Than mo nodded, and James turned – slowly – to an increasingly exasperated Tipo. “Tipo, my friend.”


“We are on a bus.” James stated, matter-of-factly, over the soft prayers of strength that Laverne was muttering under her breath.

“[…Yes. We are. I don’t see how-]”

“And…” James inhaled deeply, before continuing. “The wheels on the bus go round and round, round and round, round and round-

Tipo frowned, then crouched low, ears swiveling back and forth as he tried to understand exactly what was going on. After a few seconds James’ voice was joined by Laverne, and then by Than mo. It didn’t matter that they were off-key, or warbling, or that sometimes the lyrics were incorrect; the three humans began to sing. And as they sung, the repetitive, simple sounds, the toddlers in their care listened with rapt attention for a few moments.

Before they also began to burst into happy, un-coordinated, squealing and screeching and hissing and yipping song.

There had been many trials that tested a young father; bleeds and falls, sudden sicknesses and infections, the fear of losing a pup, the fear of killing one out of negligence. All of them had been faced, head on, and all of them had been overcome – either through his own determination or through a little help from his friends and family. He had heard stories of parental fatigue, of wanting to wander away from your pups – dump them on a relative or one of your wives, but he was strong. Tipo’s love was strong. He would never… he could never leave his loved ones. But this? This hell-ride?

Tipo now knew what it was to wish for death.
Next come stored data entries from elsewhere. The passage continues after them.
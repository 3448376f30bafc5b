// climeval-core - Executor-agnostic core logic
//
// This crate contains the pure domain logic of the evaluation framework:
// dataset catalogs, data requirements, the requirement evaluator, the
// diagnostic and provider contracts, and result validation. No database,
// no runtime wiring - those live in the sibling crates.

pub mod catalog;
pub mod cv;
pub mod datasets;
pub mod diagnostics;
pub mod error;
pub mod evaluator;
pub mod executor;
pub mod metric_values;
pub mod output;
pub mod providers;
pub mod requirements;

// Re-export the types nearly every consumer needs
pub use catalog::{DataCatalog, DatasetPartition};
pub use cv::{Cv, Dimension, DimensionValue};
pub use datasets::{
    DatasetCollection, DatasetRow, ExecutionDatasetCollection, Selector, SourceDatasetType,
};
pub use metric_values::{ScalarMetricValue, SeriesMetricValue};
pub use output::{MetricBundle, OutputBundle, OutputFile};
pub use diagnostics::{Diagnostic, ExecutionDefinition, ExecutionResult};
pub use error::{
    ConstraintNotSatisfied, EvaluatorError, ExecutionError, ExecutorError, InvalidDiagnosticError,
    InvalidExecutorError, InvalidProviderError, ResultValidationError,
};
pub use executor::{ExecutionHandle, Executor};
pub use providers::{DiagnosticProvider, ProviderRegistry};
pub use requirements::{DataRequirement, FacetFilter, GroupConstraint, GroupOperation, GroupValidator};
He knew all of the parts of the bus and what they did, and was half-mumbling it on the third go-around if only to participate… the children did seem to enjoy it, and a happy baby is not a fussy baby, so it was fine. Then he learned about an elder human and all of the animals of earth. Then he counted down 99 bottles of alcohol off of the wall, and did that again, and again – longing for the sweet release of some form of inebriation. He learned who’s land was what. He learned about an old male human. He learned about going to a ball game and experiencing something else other than the continued cacophony of repetitive noise. He was a teapot and a bridge fell down and a baked goods man wandered around looking for a black-coated grazing animal and stars twinkled as everyone rowed a boat down a stream. His mind was melting, regressing, becoming more and more mad. These infant songs were repetitive, simple, and most of all catchy in that ear-worm kind of way.

But the last one. The last one was the worst, and Tipo began to seriously consider if embracing oblivion wasn’t a better choice.
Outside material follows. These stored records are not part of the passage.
// End-to-end solver scenarios
//
// Each test drives the full loop: catalog -> evaluator -> registry ->
// executor -> outcome recording, against a real sqlite database and a
// synchronous executor.

use std::time::Duration;

use climeval::testing::{example_provider, sample_catalog, sample_rows, GlobalMeanDiagnostic};
use climeval::{solve_executions, solve_required, SolveFilters, SolveSummary};
use climeval_config::{Config, LogLevel};
use climeval_core::datasets::{DatasetRow, SourceDatasetType};
use climeval_core::providers::{DiagnosticProvider, ProviderRegistry};
use climeval_core::requirements::{DataRequirement, FacetFilter, RequireFacets};
use climeval_core::{Cv, DataCatalog, DatasetPartition};
use climeval_db::Database;
use climeval_executor::{OutcomeHandler, SynchronousExecutor};

struct TestContext {
    _dir: tempfile::TempDir,
    config: Config,
    db: Database,
    providers: ProviderRegistry,
}

async fn context_with(providers: Vec<DiagnosticProvider>) -> TestContext {
    let dir = tempfile::tempdir().unwrap();
    let mut config = Config::default();
    config.paths.scratch = dir.path().join("scratch");
    config.paths.results = dir.path().join("results");
    config.paths.log = dir.path().join("log");
    config.db.database_url = format!(
        "sqlite://{}?mode=rwc",
        dir.path().join("climeval.db").display()
    );

    let db = Database::connect(&config.db.database_url).await.unwrap();
    TestContext {
        _dir: dir,
        config,
        db,
        providers: ProviderRegistry::new(providers),
    }
}

async fn context() -> TestContext {
    context_with(vec![example_provider()]).await
}

fn global_mean_only() -> SolveFilters {
    SolveFilters {
        providers: None,
        diagnostics: Some(vec!["global-mean".to_string()]),
    }
}

async fn solve(ctx: &TestContext, catalog: &DataCatalog, filters: &SolveFilters) -> SolveSummary {
    let executor = SynchronousExecutor::new(
        ctx.providers.clone(),
        OutcomeHandler::new(&ctx.config, ctx.db.registry(), Cv::default_cv()),
        LogLevel::Info,
    );
    solve_required(
        &ctx.config,
        &ctx.db,
        &ctx.providers,
        catalog,
        &executor,
        filters,
        false,
        Duration::from_secs(60),
    )
    .await
    .unwrap()
}

// S1: five CMIP6 datasets, filter {tas, rsut}, group by (variable, experiment)
// => four executions; a second run with no changes does nothing.
#[tokio::test]
async fn test_s1_solve_and_idempotent_rerun() {
    let ctx = context().await;
    let catalog = sample_catalog();

    let first = solve(&ctx, &catalog, &global_mean_only()).await;
    assert_eq!(first.candidates, 4);
    assert_eq!(first.groups_created, 4);
    assert_eq!(first.required, 4);

    // Artifacts of every successful execution are copied into results
    for group in ctx.db.registry().list_groups().await.unwrap() {
        assert!(!group.is_dirty());
        let fragment = format!(
            "{}/{}/{}/0",
            group.provider_slug, group.diagnostic_slug, group.group_key
        );
        assert!(ctx
            .config
            .paths
            .results
            .join(&fragment)
            .join("diagnostic.json")
            .exists());
        assert!(ctx
            .config
            .paths
            .results
            .join(&fragment)
            .join("out.log")
            .exists());
    }

    let second = solve(&ctx, &catalog, &global_mean_only()).await;
    assert_eq!(second.candidates, 4);
    assert_eq!(second.groups_created, 0);
    assert_eq!(second.required, 0);
}

// S2: replacing one dataset with a new version re-runs exactly that group.
#[tokio::test]
async fn test_s2_new_dataset_version_reruns_one_group() {
    let ctx = context().await;
    solve(&ctx, &sample_catalog(), &global_mean_only()).await;

    let mut rows = sample_rows();
    for row in &mut rows {
        if row.instance_id == "CMIP6.tas.ssp126.r1i1p1f1.v1" {
            row.instance_id = "CMIP6.tas.ssp126.r1i1p1f1.v2".to_string();
        }
    }
    let updated = DataCatalog::new()
        .with_partition(DatasetPartition::from_rows(SourceDatasetType::Cmip6, rows));

    let summary = solve(&ctx, &updated, &global_mean_only()).await;
    assert_eq!(summary.groups_created, 0);
    assert_eq!(summary.required, 1);
}

// S3: a RequireFacets validator discards groups missing a required value.
#[test]
fn test_s3_require_facets_discards_group() {
    let mut provider = DiagnosticProvider::new("Example", "1.0.0");
    provider.register(GlobalMeanDiagnostic::default());

    struct PiControlDiagnostic {
        requirements: Vec<DataRequirement>,
        facets: Vec<String>,
    }
    impl climeval_core::Diagnostic for PiControlDiagnostic {
        fn slug(&self) -> &str {
            "needs-picontrol"
        }
        fn name(&self) -> &str {
            "Needs piControl"
        }
        fn data_requirements(&self) -> &[DataRequirement] {
            &self.requirements
        }
        fn facets(&self) -> &[String] {
            &self.facets
        }
        fn run(
            &self,
            _definition: &climeval_core::ExecutionDefinition,
        ) -> Result<climeval_core::ExecutionResult, climeval_core::ExecutionError> {
            Ok(climeval_core::ExecutionResult::build())
        }
    }

    let diagnostic: std::sync::Arc<dyn climeval_core::Diagnostic> =
        std::sync::Arc::new(PiControlDiagnostic {
            requirements: vec![DataRequirement::new(SourceDatasetType::Cmip6)
                .with_filter(FacetFilter::keeping([("variable_id", ["tas"])]))
                .group_by(["variable_id"])
                .validated_by(RequireFacets::new(
                    "experiment_id",
                    ["historical", "piControl"],
                ))],
            facets: Vec::new(),
        });

    // The sample catalog has historical and ssp126 but no piControl
    let candidates: Vec<_> = solve_executions(&sample_catalog(), &provider, &diagnostic)
        .unwrap()
        .collect();
    assert!(candidates.is_empty());
}

// S4: the same selector under two providers yields two distinct groups.
#[tokio::test]
async fn test_s4_same_selector_different_providers() {
    let mut second = DiagnosticProvider::new("Example Two", "1.0.0");
    second.register(GlobalMeanDiagnostic::default());

    let ctx = context_with(vec![example_provider(), second]).await;
    let summary = solve(&ctx, &sample_catalog(), &global_mean_only()).await;
    assert_eq!(summary.groups_created, 8);

    let groups = ctx.db.registry().list_groups().await.unwrap();
    let mut keys: Vec<_> = groups
        .iter()
        .map(|g| (g.provider_slug.clone(), g.group_key.clone()))
        .collect();
    keys.sort();
    keys.dedup();
    assert_eq!(keys.len(), 8);
}

// S5: a raising diagnostic leaves the group dirty; the next solve creates a
// new attempt with an incremented index.
#[tokio::test]
async fn test_s5_failure_creates_new_attempt_on_next_solve() {
    let ctx = context().await;
    let catalog = sample_catalog();
    let filters = SolveFilters {
        providers: None,
        diagnostics: Some(vec!["always-fails".to_string()]),
    };

    let first = solve(&ctx, &catalog, &filters).await;
    assert_eq!(first.required, 2);

    let registry = ctx.db.registry();
    let groups = registry.list_groups().await.unwrap();
    assert_eq!(groups.len(), 2);
    for group in &groups {
        assert!(group.is_dirty());
        let latest = registry.latest_execution(group.id).await.unwrap().unwrap();
        assert_eq!(latest.succeeded(), Some(false));
    }

    // Identical failures are not suppressed: every solve adds an attempt row
    let second = solve(&ctx, &catalog, &filters).await;
    assert_eq!(second.required, 2);
    for group in &groups {
        assert_eq!(registry.attempt_count(group.id).await.unwrap(), 2);
        let latest = registry.latest_execution(group.id).await.unwrap().unwrap();
        assert!(latest.output_fragment.ends_with("/1"));
    }
}

// Hash stability: the collection hash depends on instance ids, not row order
// or paths (covered at the unit level too; this guards the solver wiring).
#[tokio::test]
async fn test_dirtiness_is_monotonic_across_solves() {
    let ctx = context().await;
    let catalog = sample_catalog();

    solve(&ctx, &catalog, &global_mean_only()).await;
    for _ in 0..3 {
        let summary = solve(&ctx, &catalog, &global_mean_only()).await;
        assert_eq!(summary.required, 0);
        for group in ctx.db.registry().list_groups().await.unwrap() {
            assert!(!group.is_dirty());
        }
    }
}

// Dry runs enumerate work without creating execution rows.
#[tokio::test]
async fn test_dry_run_creates_no_executions() {
    let ctx = context().await;
    let catalog = sample_catalog();

    let executor = SynchronousExecutor::new(
        ctx.providers.clone(),
        OutcomeHandler::new(&ctx.config, ctx.db.registry(), Cv::default_cv()),
        LogLevel::Info,
    );
    let summary = solve_required(
        &ctx.config,
        &ctx.db,
        &ctx.providers,
        &catalog,
        &executor,
        &global_mean_only(),
        true,
        Duration::from_secs(60),
    )
    .await
    .unwrap();

    assert_eq!(summary.required, 4);
    let registry = ctx.db.registry();
    for group in registry.list_groups().await.unwrap() {
        assert_eq!(registry.attempt_count(group.id).await.unwrap(), 0);
    }
}

// Datasets registered in the database get linked to the executions that
// consumed them.
#[tokio::test]
async fn test_executions_link_registered_datasets() {
    let ctx = context().await;
    let registry = ctx.db.registry();
    registry
        .register_dataset_rows(SourceDatasetType::Cmip6, &sample_rows())
        .await
        .unwrap();

    // The persisted datasets round-trip into an equivalent catalog
    let catalog = registry.load_data_catalog().await.unwrap();
    let summary = solve(&ctx, &catalog, &global_mean_only()).await;
    assert_eq!(summary.required, 4);

    let linked: i64 = sqlx::query_scalar("SELECT COUNT(*) FROM execution_dataset")
        .fetch_one(ctx.db.pool())
        .await
        .unwrap();
    assert_eq!(linked, 4);
}

// A group operation that cannot be satisfied discards the group but leaves
// the rest of the solve untouched.
#[test]
fn test_unsatisfied_operation_discards_only_its_group() {
    use climeval_core::requirements::AddSupplementaryDataset;

    let mut rows = sample_rows();
    // Cell-area field exists for the historical rows' grid only
    rows.push(
        DatasetRow::new("CMIP6.areacella.v1", "/data/areacella.nc")
            .with_facet("variable_id", "areacella")
            .with_facet("experiment_id", "historical")
            .with_facet("source_id", "ACCESS-ESM1-5")
            .with_facet("variant_label", "r1i1p1f1"),
    );
    let catalog = DataCatalog::new()
        .with_partition(DatasetPartition::from_rows(SourceDatasetType::Cmip6, rows));

    let requirement = DataRequirement::new(SourceDatasetType::Cmip6)
        .with_filter(FacetFilter::keeping([("variable_id", ["tas"])]))
        .group_by(["variable_id", "experiment_id"])
        .transformed_by(AddSupplementaryDataset::new(
            SourceDatasetType::Cmip6,
            [("variable_id", "areacella"), ("experiment_id", "historical")],
            ["source_id"],
        ));

    let groups = climeval_core::evaluator::evaluate(&catalog, &requirement).unwrap();
    // Both (tas, historical) and (tas, ssp126) match the source_id, so both
    // survive and gain the supplementary dataset
    assert_eq!(groups.len(), 2);
    for group in &groups {
        assert!(group
            .rows()
            .iter()
            .any(|r| r.instance_id == "CMIP6.areacella.v1"));
    }
}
This is the song that never ends, it goes on and on my friends-” Happily droned Laverne, bouncing up and down as the Jornissian toddlers followed suit, the other two humans taking a break from singing that damned song for the past 30 minutes

“[Please, First Pack. Claim me now.]”

“I’m sorry, Tipo. There was no other way.” James sighed, bouncing in place to Laverne’s off-key singing. “But look on the bright side – I’ve seen nothing but forest here for a while now, so we have to be getting close. Do you want to check?”

“[Do you know the muffin man, the muffin- sorry, yes. Sure.]” Tipo babbled, getting up from his sprawling-out sploot on the floor and brushing off some of the ground-dust. He turned, leaning forward slightly to tap on the driver’s shoulder. The Karnakian tilted his head, before tapping his jaw twice and having a short conversation.
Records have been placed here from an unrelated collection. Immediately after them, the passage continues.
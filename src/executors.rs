//! Executor resolution
//!
//! Configuration selects an executor by name (`executor.executor`), with
//! executor-specific options under `executor.config`. An unknown name is
//! fatal at startup.

use anyhow::Result;

use climeval_config::Config;
use climeval_core::error::InvalidExecutorError;
use climeval_core::executor::Executor;
use climeval_core::providers::ProviderRegistry;
use climeval_core::Cv;
use climeval_db::Database;
use climeval_executor::{LocalExecutor, OutcomeHandler, SynchronousExecutor};

/// Default NATS endpoint for the broker executor
pub const DEFAULT_BROKER_URL: &str = "nats://localhost:4222";

/// Default subject prefix shared by executor and workers
pub const DEFAULT_SUBJECT_PREFIX: &str = "climeval";

fn option_str<'a>(config: &'a Config, key: &str) -> Option<&'a str> {
    config.executor.config.get(key).and_then(|v| v.as_str())
}

fn option_usize(config: &Config, key: &str) -> Option<usize> {
    config
        .executor
        .config
        .get(key)
        .and_then(|v| v.as_integer())
        .and_then(|v| usize::try_from(v).ok())
}

/// Build the configured executor
pub async fn build_executor(
    config: &Config,
    db: &Database,
    providers: &ProviderRegistry,
) -> Result<Box<dyn Executor>> {
    let handler = OutcomeHandler::new(config, db.registry(), Cv::default_cv());

    match config.executor.executor.as_str() {
        "local" => Ok(Box::new(LocalExecutor::new(
            providers.clone(),
            handler,
            config.log_level,
            option_usize(config, "pool_size"),
        ))),
        "synchronous" => Ok(Box::new(SynchronousExecutor::new(
            providers.clone(),
            handler,
            config.log_level,
        ))),
        "broker" => {
            let broker_url = option_str(config, "broker_url").unwrap_or(DEFAULT_BROKER_URL);
            let prefix = option_str(config, "subject_prefix").unwrap_or(DEFAULT_SUBJECT_PREFIX);
            let executor = climeval_broker::BrokerExecutor::connect(
                broker_url,
                prefix,
                handler,
                config.log_level,
            )
            .await?;
            Ok(Box::new(executor))
        }
        other => Err(InvalidExecutorError {
            executor: other.to_string(),
            reason: "no executor registered under this name. Known: local, synchronous, broker"
                .to_string(),
        }
        .into()),
    }
}

#[cfg(test)]
mod tests {
    use super::*;

    #[tokio::test]
    async fn test_unknown_executor_is_invalid() {
        let mut config = Config::default();
        config.executor.executor = "slurm".to_string();

        let dir = tempfile::tempdir().unwrap();
        let url = format!("sqlite://{}?mode=rwc", dir.path().join("test.db").display());
        let db = Database::connect(&url).await.unwrap();
        let providers = ProviderRegistry::default();

        let err = build_executor(&config, &db, &providers).await.unwrap_err();
        assert!(err.downcast_ref::<InvalidExecutorError>().is_some());
    }

    #[tokio::test]
    async fn test_local_executor_resolves() {
        let config = Config::default();
        let dir = tempfile::tempdir().unwrap();
        let url = format!("sqlite://{}?mode=rwc", dir.path().join("test.db").display());
        let db = Database::connect(&url).await.unwrap();
        let providers = ProviderRegistry::default();

        let executor = build_executor(&config, &db, &providers).await.unwrap();
        assert_eq!(executor.name(), "local");
    }
}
“[He says we should be good to land soon!]” Tipo said a bit too loudly, the enthusiasm of this torture ending sending a shudder up his spine. “[Though the GPS is giving us a different …address than what Juan’s business should be.]”

“What do you mean?” Than mo called out, his pups wiggling excitedly. “It’s Tierra Tara Terra Farms, correct?”

“[Well it should be. But the GPS indicator says Ram Ranch.]” Tipo frowned, pulling out his tablet. “[I’m certain the coordinates are right-]”

“They probably are.” James said, grinning widely as a very nice landing pad and farming complex came into view. “Yeah. And if not, then we’re definitely in the right area.”